The input:
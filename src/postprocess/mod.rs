//! Rewriting of raw model answers before display.
//!
//! Each stage is a pure text transformation.  Stages run in a fixed order
//! and the order matters: bare URLs must be linked before malformed links
//! are repaired, and every stage that can add or remove a mention (link
//! repair, placeholder handling, phrase substitution) runs before entity
//! deduplication.  Running the whole pipeline on its own output changes
//! nothing.

use std::sync::Arc;

use serde::Deserialize;

pub mod cleanup;
pub mod entities;
pub mod markup;
pub mod phrases;
pub mod placeholder;
pub mod raw_urls;
pub mod repair;

use self::cleanup::CleanupStage;
use self::entities::EntityLinkStage;
use self::phrases::PhraseStage;
use self::placeholder::PlaceholderStage;
use self::raw_urls::RawUrlStage;
use self::repair::RepairStage;

/// A case-insensitive literal phrase replacement applied to plain text.
#[derive(Clone, Debug, Deserialize, PartialEq, Eq)]
pub struct PhraseSubstitution {
    pub from: String,
    pub to: String,
}

/// Link rewriting settings loaded from the pipeline configuration file.
#[derive(Clone, Debug, Deserialize)]
#[serde(rename_all = "camelCase", default)]
pub struct LinkConfig {
    /// Scheme and host of the shop, without a trailing slash.
    pub site_base_url: String,
    pub quote_path: String,
    /// Product page path; `{slug}` is replaced by the model-number slug.
    pub product_path_template: String,
    /// Token the model writes where the datasheet link belongs.
    pub datasheet_placeholder: String,
    /// Link labels that are never allowed to stay linked (lower case).
    pub disallowed_labels: Vec<String>,
    /// Names under which the quote form is mentioned. The first is its label.
    pub quote_names: Vec<String>,
    pub datasheet_names: Vec<String>,
    pub phrase_substitutions: Vec<PhraseSubstitution>,
}

impl Default for LinkConfig {
    fn default() -> Self {
        Self {
            site_base_url: "https://shop.example.com".into(),
            quote_path: "/rfq-form.html".into(),
            product_path_template: "/products/{slug}.html".into(),
            datasheet_placeholder: "DATASHEET_URL".into(),
            disallowed_labels: vec![
                "link".into(),
                "manufacturer".into(),
                "manufacturer website".into(),
                "mean well".into(),
                "meanwell".into(),
            ],
            quote_names: vec!["RFQ Form".into(), "request a quote".into()],
            datasheet_names: vec!["datasheet".into()],
            phrase_substitutions: vec![
                PhraseSubstitution {
                    from: "contact the manufacturer".into(),
                    to: "contact our sales team".into(),
                },
                PhraseSubstitution {
                    from: "check the manufacturer's website".into(),
                    to: "see the datasheet".into(),
                },
            ],
        }
    }
}

impl LinkConfig {
    pub fn site_host(&self) -> &str {
        let without_scheme = self
            .site_base_url
            .split_once("://")
            .map(|(_, rest)| rest)
            .unwrap_or(&self.site_base_url);
        without_scheme.split('/').next().unwrap_or("")
    }

    pub fn quote_url(&self) -> String {
        format!("{}{}", self.base(), self.quote_path)
    }

    pub fn quote_label(&self) -> &str {
        self.quote_names.first().map(String::as_str).unwrap_or("RFQ Form")
    }

    pub fn datasheet_label(&self) -> &str {
        self.datasheet_names
            .first()
            .map(String::as_str)
            .unwrap_or("datasheet")
    }

    pub fn product_url(&self, model: &str) -> String {
        let path = self.product_path_template.replace("{slug}", &slugify(model));
        format!("{}{}", self.base(), path)
    }

    pub fn label_is_disallowed(&self, label: &str) -> bool {
        let label = label.trim().to_lowercase();
        self.disallowed_labels.iter().any(|d| d.to_lowercase() == label)
    }

    fn base(&self) -> &str {
        self.site_base_url.trim_end_matches('/')
    }
}

/// Leading alphanumeric/hyphen run of a product title, e.g. `LDD-700H`.
pub fn model_number(product_title: &str) -> Option<String> {
    let run: String = product_title
        .trim()
        .chars()
        .take_while(|c| c.is_ascii_alphanumeric() || *c == '-')
        .collect();
    let run = run.trim_matches('-');
    if run.is_empty() {
        None
    } else {
        Some(run.to_string())
    }
}

fn slugify(model: &str) -> String {
    let mut slug = String::with_capacity(model.len());
    for c in model.chars() {
        if c.is_ascii_alphanumeric() {
            slug.push(c.to_ascii_lowercase());
        } else if !slug.ends_with('-') {
            slug.push('-');
        }
    }
    slug.trim_matches('-').to_string()
}

/// Make a scraped URL absolute against the shop's base URL.  Anything that
/// is neither absolute nor root-relative is discarded.
pub fn resolve_url(raw: &str, cfg: &LinkConfig) -> Option<String> {
    let raw = raw.trim();
    if markup::is_absolute_url(raw) {
        return Some(raw.to_string());
    }
    if let Some(rest) = raw.strip_prefix("//") {
        return Some(format!("https://{}", rest));
    }
    if raw.starts_with('/') {
        return Some(format!("{}{}", cfg.base(), raw));
    }
    None
}

/// A linkable entity that may be hyperlinked at most once per answer.
#[derive(Clone, Debug)]
pub struct Entity {
    pub kind: EntityKind,
    pub names: Vec<String>,
    pub url: String,
    /// Visible text used when the entity's bare URL is linked.
    pub label: String,
}

#[derive(Clone, Copy, Debug, PartialEq, Eq)]
pub enum EntityKind {
    Quote,
    Datasheet,
    Product,
}

/// Per-answer inputs shared by all stages.
#[derive(Clone, Debug)]
pub struct LinkContext<'a> {
    pub cfg: &'a LinkConfig,
    pub datasheet_url: Option<String>,
    pub model_number: Option<String>,
}

impl<'a> LinkContext<'a> {
    pub fn new(
        cfg: &'a LinkConfig,
        datasheet_url: Option<&str>,
        product_title: Option<&str>,
    ) -> Self {
        Self {
            cfg,
            datasheet_url: datasheet_url.and_then(|u| resolve_url(u, cfg)),
            model_number: product_title.and_then(model_number),
        }
    }

    /// Entities for this answer, quote form first.
    pub fn entities(&self) -> Vec<Entity> {
        let mut out = vec![Entity {
            kind: EntityKind::Quote,
            names: self.cfg.quote_names.clone(),
            url: self.cfg.quote_url(),
            label: self.cfg.quote_label().to_string(),
        }];
        if let Some(url) = &self.datasheet_url {
            out.push(Entity {
                kind: EntityKind::Datasheet,
                names: self.cfg.datasheet_names.clone(),
                url: url.clone(),
                label: self.cfg.datasheet_label().to_string(),
            });
        }
        if let Some(model) = &self.model_number {
            out.push(Entity {
                kind: EntityKind::Product,
                names: vec![model.clone()],
                url: self.cfg.product_url(model),
                label: model.clone(),
            });
        }
        out
    }
}

/// One step of the answer rewrite.
pub trait Stage: Send + Sync {
    fn name(&self) -> &'static str;
    fn apply(&self, text: String, ctx: &LinkContext<'_>) -> String;
}

/// Runs the rewrite stages in their fixed order.
#[derive(Clone)]
pub struct PostProcessor {
    cfg: Arc<LinkConfig>,
    stages: Vec<Arc<dyn Stage>>,
}

impl PostProcessor {
    pub fn new(cfg: LinkConfig) -> Self {
        let stages: Vec<Arc<dyn Stage>> = vec![
            Arc::new(RawUrlStage),
            Arc::new(RepairStage),
            Arc::new(PlaceholderStage),
            Arc::new(PhraseStage),
            Arc::new(EntityLinkStage),
            Arc::new(CleanupStage),
        ];
        Self {
            cfg: Arc::new(cfg),
            stages,
        }
    }

    pub fn config(&self) -> &LinkConfig {
        &self.cfg
    }

    pub fn stage_names(&self) -> Vec<&'static str> {
        self.stages.iter().map(|s| s.name()).collect()
    }

    pub fn process(
        &self,
        raw: &str,
        datasheet_url: Option<&str>,
        product_title: Option<&str>,
    ) -> String {
        let ctx = LinkContext::new(&self.cfg, datasheet_url, product_title);
        let mut text = raw.to_string();
        for stage in &self.stages {
            text = stage.apply(text, &ctx);
            tracing::trace!(stage = stage.name(), len = text.len(), "answer stage applied");
        }
        text.trim().to_string()
    }
}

Task goal:
Using the data above, copy each line that contains "LinkContext".

Answer area:
pub struct LinkContext<'a> {
impl<'a> LinkContext<'a> {
    fn apply(&self, text: String, ctx: &LinkContext<'_>) -> String;
        let ctx = LinkContext::new(&self.cfg, datasheet_url, product_title);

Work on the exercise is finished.